Подобный формат вопроса  поддается не только геополитической, но и  философской экспликации. Ведь с людьми  происходит довольно мало такого, что бы они не  интерпретировали в терминах моделей, уже имеющихся у них в уме. Схемы памяти определяют концептуальную организацию опыта, отношение людей к нему, связанные с опытом ожидания, а также то, как об этом опыте будет рассказано в будущем. Являясь в отношении к отдельным высказываниям образно-логическим опытом предшествования, идиоматическая стратегия задает  структуру размышлений. Но как бы не отличались войны прошлого от «гибридных войн» современности и не признающего границ «постмодернистского  терроризма», важно понимание  гештальтов памяти для осмысления природы войн. Смысл состоит в целенаправленной выработке геополитического объяснения войны и ее экзистенциального переживания. И хотя вечный мир невозможен, о чем писал Иммануил Кант, необходимо построение таких схем сознания, в которых война была предельно минимизирована.  Это тем более актуально, что сегодня создается унитарное («глобальное») пространство военного присутствия сильных держав современности и центров силы: если будут устранены или оттеснены в сторону  память и традиции, опасность войны  возрастает. Ведь в ситуации постмодерна в еще большей степени, чем в эпоху воинственного модерна,  по многим позициям отменена классическая стратегия медленного накопления  богатств и ценностей. Речь идет о неизмеримо возросших возможностях мгновенного обогащения именно посредством войны. Война предстает особым способом производства богатства, в действии которого до предела снижены значимость человеческой жизни. Принцип мгновенно осуществленной военной экспансии становится соответствующим социальности, в которой обессмысливается труд как основа стратегии накопления и истории.[38] Господство и насилие осуществляется в  игре без правил:  речь  не о  постоянной смене порядка в процессе военных действий, а об отсутствии правил со стороны ее организаторов. Дело философии и философии истории, следовательно, заключается в том, чтобы противостоять производству войны постоянным обращением к ценностям жизни.

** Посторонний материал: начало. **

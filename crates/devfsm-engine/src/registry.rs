//! 状态注册表
//!
//! 构建引擎时一次性填充，之后不再修改。数值 id 和名称（不区分大小写）
//! 在同一引擎内都必须唯一；查找缺失时返回 `None`，不会 panic。

use crate::error::RegistryError;
use crate::identity::StateId;
use crate::profile::DeviceProfile;
use crate::state::State;
use std::collections::HashMap;

pub struct StateRegistry<P: DeviceProfile> {
    states: Vec<Box<dyn State<P>>>,
    by_id: HashMap<i32, usize>,
}

impl<P: DeviceProfile> StateRegistry<P> {
    pub fn new() -> Self {
        Self {
            states: Vec::new(),
            by_id: HashMap::new(),
        }
    }

    pub fn add(&mut self, state: Box<dyn State<P>>) -> Result<(), RegistryError> {
        let new = state.id().clone();
        if let Some(existing) = self.clash(&new) {
            return Err(RegistryError::Duplicate {
                existing: existing.clone(),
                new,
            });
        }
        self.by_id.insert(new.id(), self.states.len());
        self.states.push(state);
        Ok(())
    }

    fn clash(&self, id: &StateId) -> Option<&StateId> {
        if let Some(&idx) = self.by_id.get(&id.id()) {
            return Some(self.states[idx].id());
        }
        self.find_by_name(id.name())
    }

    /// 精确匹配（id 和名称都相同）
    pub fn contains(&self, id: &StateId) -> bool {
        self.index_of(id).is_some()
    }

    pub(crate) fn index_of(&self, id: &StateId) -> Option<usize> {
        self.by_id
            .get(&id.id())
            .copied()
            .filter(|&idx| self.states[idx].id() == id)
    }

    pub fn find_by_id(&self, id: i32) -> Option<&StateId> {
        self.by_id.get(&id).map(|&idx| self.states[idx].id())
    }

    pub fn find_by_name(&self, name: &str) -> Option<&StateId> {
        self.states
            .iter()
            .map(|s| s.id())
            .find(|id| id.matches_name(name))
    }

    pub(crate) fn get_mut(&mut self, index: usize) -> &mut dyn State<P> {
        self.states[index].as_mut()
    }

    pub(crate) fn get(&self, index: usize) -> &dyn State<P> {
        self.states[index].as_ref()
    }

    /// 按注册顺序列出全部标识
    pub fn ids(&self) -> Vec<StateId> {
        self.states.iter().map(|s| s.id().clone()).collect()
    }

    pub fn len(&self) -> usize {
        self.states.len()
    }

    pub fn is_empty(&self) -> bool {
        self.states.is_empty()
    }
}

impl<P: DeviceProfile> Default for StateRegistry<P> {
    fn default() -> Self {
        Self::new()
    }
}
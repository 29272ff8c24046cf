//! # devfsm CLI
//!
//! 用模拟仪器驱动一个状态机引擎，演示完整的设备生命周期。
//!
//! ```bash
//! # Open → Measure×10 → Close
//! devfsm-cli run --measurements 10
//!
//! # 演示 Open 失败后进入 GenericError
//! devfsm-cli run --fail-open
//!
//! # 查看状态转换
//! RUST_LOG=devfsm=debug devfsm-cli run --log-transitions
//! ```

use anyhow::Result;
use clap::{Parser, Subcommand};
use std::sync::Arc;
use std::sync::atomic::{AtomicBool, Ordering};

mod commands;
mod instrument;

use commands::{RunCommand, print_report};

/// devfsm CLI - 设备状态机演示工具
#[derive(Parser, Debug)]
#[command(name = "devfsm-cli")]
#[command(about = "Drive a simulated instrument through the devfsm engine", long_about = None)]
#[command(version)]
struct Cli {
    #[command(subcommand)]
    command: Commands,
}

#[derive(Subcommand, Debug)]
enum Commands {
    /// 运行模拟仪器
    Run {
        #[command(flatten)]
        args: RunCommand,
    },
}

fn main() -> Result<()> {
    // 初始化日志
    tracing_subscriber::fmt()
        .with_env_filter(
            tracing_subscriber::EnvFilter::try_from_default_env()
                .unwrap_or_else(|_| tracing_subscriber::EnvFilter::new("devfsm=info")),
        )
        .init();

    let cli = Cli::parse();

    // Ctrl+C：停止提交命令，由 execute 协作式停止引擎
    let interrupted = Arc::new(AtomicBool::new(false));
    let flag = interrupted.clone();
    ctrlc::set_handler(move || {
        eprintln!("\nReceived interrupt signal. Stopping...");
        flag.store(true, Ordering::Relaxed);
    })?;

    match cli.command {
        Commands::Run { args } => {
            let report = args.execute(interrupted)?;
            print_report(&report);
            if report.failed() > 0 {
                std::process::exit(1);
            }
            Ok(())
        },
    }
}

Актуальная герменевтика войны выстроена с необходимым вниманием, ответственностью и диалогичностью. Следовательно, для понимания  войны есть обязательное условие — признание духовного опыта. И хотя переживание войны всегда индивидуально, в нем  воспроизводится и как бы вновь рождается первородная «архетипическая» общность человеческого рода. Речь должна идти о соотнесенности историографии войны и представлений жизненной памяти. Это две стороны одного целого понимания, несводимого к психоаналитической  интерпретации или невыразимому переживанию. Память хранит живой опыт  мыслей и чувствований.  Действующая здесь и теперь экономика памяти создает  соответствующего субъекта истории, который  способен  личностно себя представить  и идентифицировать на фоне трагического опыта войны.

Естественное стремление  избегнуть боли, одиночества и непонимания  свойственно человеку, что постоянно утверждал С.Кьеркегор. И пребывание в актуальной памяти  войны предельно интенсифицирует субъективность, выводя ее в пространство политического сознания и действия.  В исторической памяти разворачивается осмысление непрерывной тематизации переживаний — своеобразная восходящая герменевтика, в которой человек  стремится найти смысл существования.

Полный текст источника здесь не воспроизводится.